LINCOLN — Bo Pelini and other Big Ten coaches need not worry that their jobs rest in the hands of the conference commissioner, Jim Delany.
And it's too soon for Penn State's maintenance crews to start painting over the Big Ten logos on campus.
Both possibilities were raised Thursday in news reports citing a leaked document from the conference office.
On Friday, however, the Big Ten Conference released a statement that said it has no plans to give its commissioner the power to fire coaches.
The conference said “giving emergency powers to the commissioner to fire personnel is not under consideration” by its 12-member Council of Presidents and Chancellors.
That echoes comments Thursday from University of Nebraska-Lincoln Chancellor Harvey Perlman, who said the Big Ten is not poised to give Delany the authority to fire coaches, nor had it discussed whether to oust Penn State. Perlman serves on the Council of Presidents and Chancellors, the conference's governing board.
“These reports are at best misleading,” Perlman said via email Thursday. “There has been absolutely no discussion among Big Ten presidents or with the commissioner about ousting Penn State from the conference.”
A Big Ten document published by the Chronicle of Higher Education on Thursday described a concept that would give the council power to sanction and even fire rogue coaches and other university athletic department officials in cases when an institution's control of its athletic department had broken down.
It included a provision that “in circumstances ... requiring immediate and decisive action,” Delany would be granted “unilateral authority to take any and all actions” he reasonably believed necessary. Any action would have to be reviewed and approved by the council as soon as possible.
On Friday, the conference described the document as an early draft put together by the Big Ten staff “in order to surface all of the options available.”
The 18-page document was prepared at the council's request in the wake of the child sex abuse scandal at Penn State University. The document offers standards and procedures to ensure that intercollegiate athletic programs are run for the benefit of their home universities — and not the other way around.

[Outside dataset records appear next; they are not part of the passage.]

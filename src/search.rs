use anyhow::{bail, Result};

use crate::config::Config;
use crate::dates;
use crate::embedding;
use crate::models::{DocTable, MatchRow};
use crate::store::{KeyRole, MatchParams, Store, ViewFilter};

/// Characters of content shown per result.
const EXCERPT_CHARS: usize = 240;

#[allow(clippy::too_many_arguments)]
pub async fn run_search(
    config: &Config,
    query: &str,
    mode: &str,
    typ: Option<String>,
    von: Option<String>,
    bis: Option<String>,
    limit: Option<i64>,
    include_unpublished: bool,
) -> Result<()> {
    if query.trim().is_empty() {
        println!("No results.");
        return Ok(());
    }

    match mode {
        "semantic" | "keyword" => {}
        _ => bail!("Unknown search mode: {}. Use semantic or keyword.", mode),
    }

    if mode == "semantic" && !config.embedding.is_enabled() {
        bail!("Mode 'semantic' requires embeddings. Set [embedding] provider in config.");
    }

    for date in [&von, &bis].into_iter().flatten() {
        if dates::parse_iso(date).is_none() {
            bail!("Invalid date filter (expected YYYY-MM-DD): {}", date);
        }
    }

    if let Some(t) = &typ {
        if !DocTable::ALL.iter().any(|d| d.type_label() == t) {
            bail!(
                "Unknown document type: {}. Use one of: {}",
                t,
                DocTable::ALL
                    .iter()
                    .map(|d| d.type_label())
                    .collect::<Vec<_>>()
                    .join(", ")
            );
        }
    }

    let store = Store::new(&config.store, KeyRole::Anon)?;
    let final_limit = limit.unwrap_or(config.search.match_count);

    let results = match mode {
        "semantic" => {
            let provider = embedding::create_provider(&config.embedding)?;
            let query_vec =
                embedding::embed_query(provider.as_ref(), &config.embedding, query).await?;
            let params = MatchParams {
                query_embedding: query_vec,
                match_threshold: config.search.match_threshold,
                match_count: final_limit,
                typ_filter: typ,
                von,
                bis,
                published_only: !include_unpublished,
            };
            store
                .match_documents(&config.store.match_rpc, &params)
                .await?
        }
        _ => {
            let filter = ViewFilter {
                query: Some(query.to_string()),
                typ,
                von,
                bis,
                limit: final_limit,
            };
            store
                .select_documents(&config.store.documents_view, &filter)
                .await?
        }
    };

    if results.is_empty() {
        println!("No results.");
        return Ok(());
    }

    for (i, row) in results.iter().enumerate() {
        print_result(i + 1, row);
    }
    Ok(())
}

fn print_result(rank: usize, row: &MatchRow) {
    let titel = row.titel.as_deref().unwrap_or("(ohne Titel)");
    match row.similarity {
        Some(sim) => println!("{}. [{:.2}] {}", rank, sim, titel),
        None => println!("{}. {}", rank, titel),
    }
    if let Some(typ) = &row.typ {
        println!("    typ: {}", typ);
    }
    if let Some(datum) = &row.datum {
        println!("    datum: {}", datum);
    }
    if let Some(drucksache) = &row.drucksache {
        println!("    drucksache: {}", drucksache);
    }
    if let Some(fraktion) = &row.fraktion {
        println!("    fraktion: {}", fraktion);
    }
    if let Some(status) = &row.status {
        println!("    status: {}", status);
    }
    if let Some(inhalt) = &row.inhalt {
        println!("    excerpt: \"{}\"", excerpt(inhalt));
    }
    if let Some(url) = &row.pdf_url {
        println!("    url: {}", url);
    }
    println!("    id: {}", row.id);
    println!();
}

/// One-line excerpt, truncated at a char boundary.
fn excerpt(text: &str) -> String {
    let flat = text.replace('\n', " ");
    let flat = flat.trim();
    if flat.chars().count() <= EXCERPT_CHARS {
        return flat.to_string();
    }
    let cut: String = flat.chars().take(EXCERPT_CHARS).collect();
    format!("{}...", cut.trim_end())
}

#[cfg(test)]
mod tests {
    use super::*;

    #[test]
    fn excerpt_flattens_and_truncates() {
        assert_eq!(excerpt("kurz\nund gut"), "kurz und gut");

        let long = "x".repeat(500);
        let e = excerpt(&long);
        assert!(e.ends_with("..."));
        assert_eq!(e.chars().count(), EXCERPT_CHARS + 3);
    }
}
//! Runtime configuration for the driver registry.
//!
//! The registry reads a `[driver]` section from the runtime's YAML
//! configuration file:
//!
//! ```yaml
//! driver:
//!   dir:
//!     - /opt/modelbox/drivers
//!     - /home/user/.modelbox/drivers
//!   skip_default_path: false
//! ```
//!
//! `driver.dir` lists the search directories; `driver.skip_default_path`
//! suppresses the built-in default path when set.

use crate::error::DriverResult;
use serde::{Deserialize, Serialize};
use std::collections::HashMap;
use std::path::{Path, PathBuf};

/// Top-level runtime configuration
#[derive(Debug, Clone, Default, Serialize, Deserialize)]
#[serde(default)]
pub struct RuntimeConfig {
    /// Driver registry settings
    pub driver: DriverConfig,

    /// Additional configuration sections owned by other subsystems
    #[serde(flatten)]
    pub extra: HashMap<String, serde_yaml::Value>,
}

/// The `driver` configuration section
#[derive(Debug, Clone, Default, Serialize, Deserialize)]
#[serde(default)]
pub struct DriverConfig {
    /// Search directories for driver shared objects
    pub dir: Vec<PathBuf>,

    /// Do not append the built-in default driver path
    pub skip_default_path: bool,
}

impl RuntimeConfig {
    /// Parse configuration from a YAML string
    pub fn from_yaml(content: &str) -> DriverResult<Self> {
        serde_yaml::from_str(content).map_err(Into::into)
    }

    /// Load configuration from a file
    pub fn from_file(path: &Path) -> DriverResult<Self> {
        let content = std::fs::read_to_string(path)?;
        Self::from_yaml(&content)
    }
}
//! # Dynamic driver registry
//!
//! Drivers are shared-object plugins discovered below configured search
//! directories. Discovery is a two-phase scan: the potentially unsafe first
//! load of every candidate runs in a child process and is persisted as a
//! manifest; the trusted parent rebuilds its registry from the manifest
//! without executing plugin code, gated by a freshness check over plugin
//! mtimes and the dynamic-linker cache.
//!
//! ```text
//!  config ──► Drivers::initialize ──► Drivers::scan
//!                                        │
//!                    fresh manifest? ────┤
//!                     │ no               │ yes
//!                     ▼                  │
//!              subprocess inner_scan     │
//!              (dlopen probe + manifest) │
//!                     │                  │
//!                     ▼                  ▼
//!                  gather_scan_info (no plugin code)
//!                          │
//!                          ▼
//!                  virtual_driver_scan (expand VIRTUAL drivers)
//! ```
//!
//! At steady state component instantiation goes through
//! [`Driver::create_factory`], the only path that dlopens user plugins.
//!
//! ## Key types
//!
//! - [`DriverDesc`]: identity and load options of one plugin
//! - [`Driver`]: one record per discovered plugin file
//! - [`Drivers`]: the process-global registry façade
//! - [`DriverFactory`] / [`VirtualDriverManager`]: the plugin-side contracts
//! - [`ScanInfo`]: the persisted manifest
//! - [`SubprocessRunner`]: isolation seam for the first-load pass

pub mod descriptor;
pub(crate) mod handle;
pub mod loader;
pub mod registry;
pub mod scan_info;
pub mod subprocess;
pub mod traits;

pub use descriptor::DriverDesc;
pub use loader::{Driver, DriverFactoryHandle};
pub use registry::{
    Drivers, DEFAULT_DRIVER_PATH, DEFAULT_LD_CACHE, DEFAULT_SCAN_INFO, DRIVER_CLASS_VIRTUAL,
    DRIVER_FILE_FILTER,
};
pub use scan_info::{ScanDriverEntry, ScanInfo};
pub use subprocess::{ForkRunner, InlineRunner, SubprocessRunner};
pub use traits::{
    CreateDriverFactoryFn, DriverDescriptionFn, DriverFactory, DriverFiniFn, DriverInitFn,
    VirtualDriverManager, CREATE_DRIVER_FACTORY_SYMBOL, DRIVER_DESCRIPTION_SYMBOL,
    DRIVER_FINI_SYMBOL, DRIVER_INIT_SYMBOL,
};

It suggested that future contracts between Big Ten members and their coaches and athletic personnel would be required to include a provision making them subject to Big Ten sanctions in case of misconduct.
The Chronicle report also said the conference might have the authority to kick out Penn State under existing bylaws that allow sanctions when university officials impede an investigation. A recent report from special investigator Louis Freeh concluded that Penn State President Graham Spanier and other top university officials were aware of, but failed to properly report to authorities, alleged misconduct involving former assistant football coach Jerry Sandusky with young boys. Sandusky was convicted of sexually abusing 10 boys, sometimes on campus.
An unnamed senior conference official told the Chronicle that the Freeh report provided the clarity that Big Ten officials needed to reach a decision.
Both UNL and the University of Iowa are among the 12 members of the Big Ten conference, along with Penn State. Iowa President Sally Mason chairs the Big Ten's presidents council.
Mason was unavailable for an interview Thursday, but she stressed through a spokesman that the council has not reached a conclusion on the institutional control issues raised.
Big Ten spokeswoman Diane Dietz described the proposal as “a working document intended to generate ideas, not draw conclusions.” Giving the commissioner emergency powers to sanction errant coaches is just one of many ideas proposed, she said.
The document was reviewed by the governing council in June, but no action was taken. The council is next scheduled to meet in December, and the provisions cannot take effect without council approval, Dietz said.
The document proposes a July 1, 2013, effective date.
The review is one of several steps outlined in December as part of the Big Ten council's response to the Penn State grand jury report and criminal charges. The council directed Big Ten lawyers to assist the NCAA and Penn State in reviews and investigations and reserved the right to impose sanctions in wrongdoing that may affect the conference and its reputation.
The Big Ten proposal calls for strengthening the chain of command over athletic departments, to make clear that university presidents and their athletic directors have both authority and accountability for running athletics. Its recommendations seem strongly oriented to problems associated with big-time athletic programs — academic standards, interference from boosters, marketing and licensing; athlete recruiting and disciplinary actions.
The report stresses compliance with the regulatory requirements of the NCAA, the Big Ten and universities.
Only one paragraph seems to refer to the Penn State case, one that gives the council and its commissioner authority to act “if a coach's personal behavior damaged the reputation of the member institution, and perhaps the conference and other member institutions, because it reflected a lack of institutional control.”
Nebraska Athletic Director Tom Osborne said the Big Ten provided information Thursday assuring athletic officials that the ideas listed in the document are nothing more than proposals not yet brought to fruition.
He declined to speculate when asked if it would be controversial to give the commissioner firing authority over coaches and other department employees.
Some observers questioned whether the Big Ten has the authority to interfere in the employment relationship between universities and staff.
“There's a lot of legal ramifications when you get into firing an institution's personnel,” said Grant Teaff, executive director of the American Football Coaches Association in Waco, Texas. “I would say it's fraught with issues.”
Several Big Ten officials said they are seeking ways to improve oversight and control.
This report includes material from the Associated Press.